In this paper I have discussed how the concept of opportunistic collaboration is promoted by several social and technological changes, and how these changes can be applied to the areas of learning and earning. I have tried to demonstrate how these ideas can be combined to transform a traditional unemployment agency into an Opportunistic Collaboration Agency with an entrepreneurial network structured as a prosumer manifold. The OCA pattern provides ways to: (i) capture the dynamics of the entrepreneurial work-relations that are emerging in the mobile knowledge society, (ii) increase the transparency of the entire value chain of economic activities, and (iii) create prosumer value loops that can support multi-dimensional bartering. Moreover, I have applied the OCA pattern to education, indicating how the resulting EDUHAIQ system could help bridging the gap between formal and informal learning.
My overall aim has been to show how the OCA pattern can address some of the major problems that our society will have to deal with in the near future. Supporting dynamic work relations – and bridging the gap between formal and informal learning – is vital for the emerging work portfolio society, increasing transparency of economic value chains is necessary for abolishing the inhumane forms of labor that are practiced in the hidden corporate sweatshops all over the developing world, and the multi-dimensional bartering system could make important contributions to bridging the economic divide – by increasing the opportunities for marginalized groups of people to create value together.

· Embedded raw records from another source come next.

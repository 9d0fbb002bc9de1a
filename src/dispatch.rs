//! Weighted random selection between competing actions.
//!
//! Candidates are registered with a probability and a factory. Each
//! [`WeightedDispatcher::create`] draws one uniform sample in `[0, 1)` and
//! instantiates the first candidate whose cumulative threshold covers it.

use std::fmt;

use rand::{rngs::StdRng, Rng, SeedableRng};

use crate::{LoaderError, Result};

/// Allowed distance between the probability sum and `1.0`.
pub const PROBABILITY_TOLERANCE: f64 = 1e-4;

type Factory<T> = Box<dyn Fn() -> Box<T> + Send + Sync>;

struct Candidate<T: ?Sized> {
    name: String,
    probability: f64,
    factory: Factory<T>,
}

/// Selects and instantiates one capability implementation per call.
///
/// `T` is the capability, usually a trait object such as `dyn Worker`;
/// factories returning `Box<T>` are the only way to register a candidate.
pub struct WeightedDispatcher<T: ?Sized> {
    candidates: Vec<Candidate<T>>,
    thresholds: Option<Vec<f64>>,
    rng: StdRng,
}

impl<T: ?Sized> fmt::Debug for WeightedDispatcher<T> {
    fn fmt(&self, f: &mut fmt::Formatter<'_>) -> fmt::Result {
        f.debug_struct("WeightedDispatcher")
            .field("candidates", &self.candidates().collect::<Vec<_>>())
            .field("thresholds", &self.thresholds)
            .finish()
    }
}

impl<T: ?Sized> Default for WeightedDispatcher<T> {
    fn default() -> Self {
        Self::new()
    }
}

impl<T: ?Sized> WeightedDispatcher<T> {
    pub fn new() -> Self {
        Self::with_rng(StdRng::from_entropy())
    }

    /// Uses `rng` for the draws; seed it for reproducible selection.
    pub fn with_rng(rng: StdRng) -> Self {
        Self {
            candidates: Vec::new(),
            thresholds: None,
            rng,
        }
    }

    /// Adds a candidate.
    ///
    /// Rejects empty or duplicate names (compared case-insensitively) and
    /// probabilities outside `[0, 1]`. Cached thresholds are dropped.
    pub fn register<F>(&mut self, name: impl Into<String>, probability: f64, factory: F) -> Result<()>
    where
        F: Fn() -> Box<T> + Send + Sync + 'static,
    {
        let name = name.into();
        if name.trim().is_empty() {
            return Err(LoaderError::Config("candidate name cannot be empty".to_owned()));
        }
        if !(0.0..=1.0).contains(&probability) {
            return Err(LoaderError::Config(format!(
                "probability {probability} of '{name}' must be between 0 and 1"
            )));
        }
        if self
            .candidates
            .iter()
            .any(|candidate| candidate.name.eq_ignore_ascii_case(&name))
        {
            return Err(LoaderError::Config(format!(
                "candidate '{name}' is already registered"
            )));
        }

        self.candidates.push(Candidate {
            name,
            probability,
            factory: Box::new(factory),
        });
        self.thresholds = None;
        Ok(())
    }

    pub fn len(&self) -> usize {
        self.candidates.len()
    }

    pub fn is_empty(&self) -> bool {
        self.candidates.is_empty()
    }

    /// Registered `(name, probability)` pairs in registration order.
    pub fn candidates(&self) -> impl Iterator<Item = (&str, f64)> + '_ {
        self.candidates
            .iter()
            .map(|candidate| (candidate.name.as_str(), candidate.probability))
    }

    /// Cumulative thresholds, computing and caching them when needed.
    ///
    /// Fails when no candidate is registered or the probabilities do not
    /// sum to `1.0` within [`PROBABILITY_TOLERANCE`].
    pub fn thresholds(&mut self) -> Result<&[f64]> {
        if self.candidates.is_empty() {
            return Err(LoaderError::Config("no candidates registered".to_owned()));
        }
        if self.thresholds.is_none() {
            let probabilities: Vec<f64> = self
                .candidates
                .iter()
                .map(|candidate| candidate.probability)
                .collect();
            self.thresholds = Some(cumulative_thresholds(&probabilities)?);
        }
        Ok(self.thresholds.as_deref().unwrap_or_default())
    }

    /// Verifies the configuration without drawing.
    pub fn validate(&mut self) -> Result<()> {
        self.thresholds().map(|_| ())
    }

    /// Instantiates one candidate chosen by weight.
    pub fn create(&mut self) -> Result<Box<T>> {
        self.create_named().map(|(_, instance)| instance)
    }

    /// Like [`WeightedDispatcher::create`], also returning the chosen name.
    pub fn create_named(&mut self) -> Result<(&str, Box<T>)> {
        let draw: f64 = self.rng.gen();
        let index = select_index(self.thresholds()?, draw);
        let candidate = &self.candidates[index];
        Ok((candidate.name.as_str(), (candidate.factory)()))
    }
}

/// Running sums of `probabilities`, with the last forced to exactly `1.0`.
pub fn cumulative_thresholds(probabilities: &[f64]) -> Result<Vec<f64>> {
    let mut cumulative = 0.0;
    let mut thresholds: Vec<f64> = probabilities
        .iter()
        .map(|probability| {
            cumulative += probability;
            cumulative
        })
        .collect();
    if let Some(last) = thresholds.last_mut() {
        *last = 1.0;
    }

    let sum: f64 = probabilities.iter().sum();
    if (sum - 1.0).abs() >= PROBABILITY_TOLERANCE {
        return Err(LoaderError::Config(format!(
            "probabilities sum to {sum}, expected 1"
        )));
    }
    Ok(thresholds)
}

/// Index of the first threshold `>= draw`, or the last index.
pub fn select_index(thresholds: &[f64], draw: f64) -> usize {
    thresholds
        .iter()
        .position(|threshold| draw <= *threshold)
        .unwrap_or_else(|| thresholds.len().saturating_sub(1))
}

/// Collects registrations and validates them as a whole before any dispatch.
pub struct DispatcherBuilder<T: ?Sized> {
    dispatcher: WeightedDispatcher<T>,
}

impl<T: ?Sized> Default for DispatcherBuilder<T> {
    fn default() -> Self {
        Self::new()
    }
}

impl<T: ?Sized> DispatcherBuilder<T> {
    pub fn new() -> Self {
        Self {
            dispatcher: WeightedDispatcher::new(),
        }
    }

    pub fn with_rng(rng: StdRng) -> Self {
        Self {
            dispatcher: WeightedDispatcher::with_rng(rng),
        }
    }

    pub fn register<F>(mut self, name: impl Into<String>, probability: f64, factory: F) -> Result<Self>
    where
        F: Fn() -> Box<T> + Send + Sync + 'static,
    {
        self.dispatcher.register(name, probability, factory)?;
        Ok(self)
    }

    /// Fails when the set is empty or the probabilities do not sum to 1.
    pub fn build(mut self) -> Result<WeightedDispatcher<T>> {
        self.dispatcher.validate()?;
        Ok(self.dispatcher)
    }
}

At the bottom of these issues lies a conflict between the selfish and unselfish perspective on knowledge. Two thousand five hundred years ago, the pythagoreans taught us that unselfish knowledge is the best way to purify our souls. Today, economists and politicians tell us that selfish knowledge is the best way to fill our wallets. Hence, the catharsis-oriented knowledge philosophy of the pythagoreans has been complemented with the utility-oriented knowledge economy of the modern information society. The vision of this emerging knowledge economy has been convincingly formulated in the book “Transforming e-Knowledge” (Norris, Mason, and Lefrère, 2002), where it is stated that:
/////// Quoting (Norris, Mason, and Lefrère, 2008): In the Knowledge Economy, those individuals and enterprises that share and process their knowledge effectively have a great advantage. To keep up, most of us will need a quantum leap in our ability to manage knowledge. This won’t happen without a genuine transformation in the ways in which we appraise what we know, what we can do with it, and what we need to know. […] Through this transformation, learning and knowledge management will be fused in both theory and practice. This synthesis will form the core of a new social and economic system based on knowledge sharing. This transformation is underway. Participation in shaping the transformation is mandatory for all hoping to achieve success in the Knowledge Economy.
/////// End of Quote from (Norris, Mason, and Lefrère, 2008)
However, although the utility-oriented knowledge economy is strategically important for our future, we cannot afford to neglect the catharsis-oriented knowledge philosophy if the quality of the overall learning process is to be maintained and improved. The great strategic challenge, upon which our future on this planet depends, is to transcend these opposing knowledge perspectives and achieve a dialectical synthesis between the selfish and unselfish views of knowledge.